Diagnostic Study of Choice

There is no single diagnostic study of choice for the diagnosis of Bell’s palsy. Bell’s palsy is a diagnosis of exclusion of other causes of facial nerve palsy. The Magnetic resonance imaging (MRI) or computerized tomography (CT) may be performed to rule out other possible causes of facial nerve palsy. Laboratory studies are not routinely needed in the diagnosis of Bell’s palsy and are only recommended in patients with recurrence or absence improvement after more than 3 weeks of therapy. Blood studies for an underlying systemic disease or infection may also be considered in patients with Bell’s palsy. There is no test that provides prognostic information early enough to be used for guiding treatment or prognosis.

Symptoms

Common symptoms of Bell’s palsy include: rapid onset of mild weakness to total paralysis on one side of the face within hours to days, difficulty making facial expressions in one side, such as closing eye, smiling, whistling and frowning, salivation, facial droop, pain around the jaw or ear and numbness in the skin of affected side.
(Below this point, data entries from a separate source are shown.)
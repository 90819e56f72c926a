//! Cross-origin resource sharing for browser clients.

use std::sync::Arc;

use axum::http::{
    HeaderValue, Method,
    header::{AUTHORIZATION, CONTENT_TYPE},
    request,
};
use tower_http::cors::{AllowOrigin, CorsLayer};

/// The origins of the web client's local development and preview servers and
/// its production deployment.
pub const DEFAULT_ALLOWED_ORIGINS: [&str; 3] = [
    "http://localhost:5173",
    "http://localhost:4173",
    "https://fintech-sass.vercel.app",
];

/// Any origin ending with this suffix is allowed, which covers preview deployments.
pub const DEFAULT_ORIGIN_SUFFIX: &str = ".vercel.app";

/// Which origins may call the API from a browser.
#[derive(Debug, Clone, PartialEq, Eq)]
pub struct CorsConfig {
    /// Origins that are allowed exactly, e.g. "http://localhost:5173".
    pub allowed_origins: Vec<String>,
    /// Origins ending with this suffix are allowed, e.g. ".vercel.app".
    pub origin_suffix: Option<String>,
}

impl Default for CorsConfig {
    fn default() -> Self {
        Self {
            allowed_origins: DEFAULT_ALLOWED_ORIGINS
                .iter()
                .map(|origin| origin.to_string())
                .collect(),
            origin_suffix: Some(DEFAULT_ORIGIN_SUFFIX.to_owned()),
        }
    }
}

impl CorsConfig {
    /// Whether a browser at `origin` may call the API.
    pub fn is_allowed(&self, origin: &str) -> bool {
        self.allowed_origins
            .iter()
            .any(|allowed| allowed.as_str() == origin)
            || self
                .origin_suffix
                .as_deref()
                .is_some_and(|suffix| origin.ends_with(suffix))
    }

    /// Build the CORS layer for the router.
    ///
    /// Credentials are allowed, so the allowed origins, methods and headers
    /// are listed explicitly rather than using wildcards.
    pub fn layer(&self) -> CorsLayer {
        let config = Arc::new(self.clone());

        CorsLayer::new()
            .allow_origin(AllowOrigin::predicate(
                move |origin: &HeaderValue, _: &request::Parts| {
                    origin
                        .to_str()
                        .is_ok_and(|origin| config.is_allowed(origin))
                },
            ))
            .allow_credentials(true)
            .allow_methods([
                Method::GET,
                Method::POST,
                Method::PUT,
                Method::DELETE,
                Method::OPTIONS,
            ])
            .allow_headers([CONTENT_TYPE, AUTHORIZATION])
    }
}

#[cfg(test)]
mod tests {
    use axum::{
        Router,
        http::{
            HeaderValue, Method,
            header::{
                ACCESS_CONTROL_ALLOW_CREDENTIALS, ACCESS_CONTROL_ALLOW_ORIGIN,
                ACCESS_CONTROL_REQUEST_METHOD, ORIGIN,
            },
        },
        routing::get,
    };
    use axum_test::TestServer;

    use super::CorsConfig;

    fn get_test_server(config: CorsConfig) -> TestServer {
        let app = Router::new()
            .route("/", get(|| async { "API is running..." }))
            .layer(config.layer());

        TestServer::new(app).expect("Could not create test server.")
    }

    #[test]
    fn default_allows_local_and_hosted_clients() {
        let config = CorsConfig::default();

        assert!(config.is_allowed("http://localhost:5173"));
        assert!(config.is_allowed("http://localhost:4173"));
        assert!(config.is_allowed("https://fintech-sass.vercel.app"));
        assert!(!config.is_allowed("https://evil.example.com"));
        assert!(!config.is_allowed("http://localhost:3000"));
    }

    #[test]
    fn suffix_can_be_disabled() {
        let config = CorsConfig {
            allowed_origins: vec!["https://app.example.com".to_owned()],
            origin_suffix: None,
        };

        assert!(config.is_allowed("https://app.example.com"));
        assert!(!config.is_allowed("https://preview.vercel.app"));
    }

    #[tokio::test]
    async fn allowed_origin_gets_cors_headers() {
        let server = get_test_server(CorsConfig::default());

        let response = server
            .get("/")
            .add_header(ORIGIN, HeaderValue::from_static("http://localhost:5173"))
            .await;

        response.assert_status_ok();
        let headers = response.headers();
        assert_eq!(
            headers.get(ACCESS_CONTROL_ALLOW_ORIGIN),
            Some(&HeaderValue::from_static("http://localhost:5173"))
        );
        assert_eq!(
            headers.get(ACCESS_CONTROL_ALLOW_CREDENTIALS),
            Some(&HeaderValue::from_static("true"))
        );
    }

    #[tokio::test]
    async fn disallowed_origin_gets_no_cors_headers() {
        let server = get_test_server(CorsConfig::default());

        let response = server
            .get("/")
            .add_header(ORIGIN, HeaderValue::from_static("https://evil.example.com"))
            .await;

        assert!(response.headers().get(ACCESS_CONTROL_ALLOW_ORIGIN).is_none());
    }

    #[tokio::test]
    async fn preflight_succeeds_for_allowed_origin() {
        let server = get_test_server(CorsConfig::default());

        let response = server
            .method(Method::OPTIONS, "/")
            .add_header(ORIGIN, HeaderValue::from_static("https://preview.vercel.app"))
            .add_header(ACCESS_CONTROL_REQUEST_METHOD, HeaderValue::from_static("POST"))
            .await;

        response.assert_status_ok();
        assert_eq!(
            response.headers().get(ACCESS_CONTROL_ALLOW_ORIGIN),
            Some(&HeaderValue::from_static("https://preview.vercel.app"))
        );
    }
}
Less common symptoms of Bell’s palsy include: Altered taste, changes in the amount of tears and saliva and ear problems (increased sensitivity to sound on the affected side, dizziness).

Physical Examination

Patients with Bell’s palsy usually appear normal. Physical examination of patients with Bell’s palsy is usually remarkable for: unintended eye closure with an effort to smile, incomplete closure and the of the eye when patient attempts to close the eyes, inability to puff the cheek in affected side and impaired or absent taste in affected side, reduced hearing acuity, tenderness upon palpation of the ear, facial tenderness in distribution of facial nerve and asymmetric smile. Facial nerve reflexes may be impaired, including: impaired orbicularis oculi and impaired corneal reflex.

Laboratory Findings

Laboratory studies are not routinely needed in the diagnosis of Bell’s palsy and are only recommended in patients with recurrence or absence improvement after more than 3 weeks of therapy. Blood studies for an underlying systemic disease or infection may also be considered in patients with Bell’s palsy. There is no test that provides prognostic information early enough to be used for guiding treatment or prognosis.

Electrocardiogram

There are no ECG findings associated with Bell’s palsy.

X-ray

There are no x-ray findings associated with Bell’s palsy. However, an x-ray may be helpful in the diagnosis of other causes of facial nerve palsy.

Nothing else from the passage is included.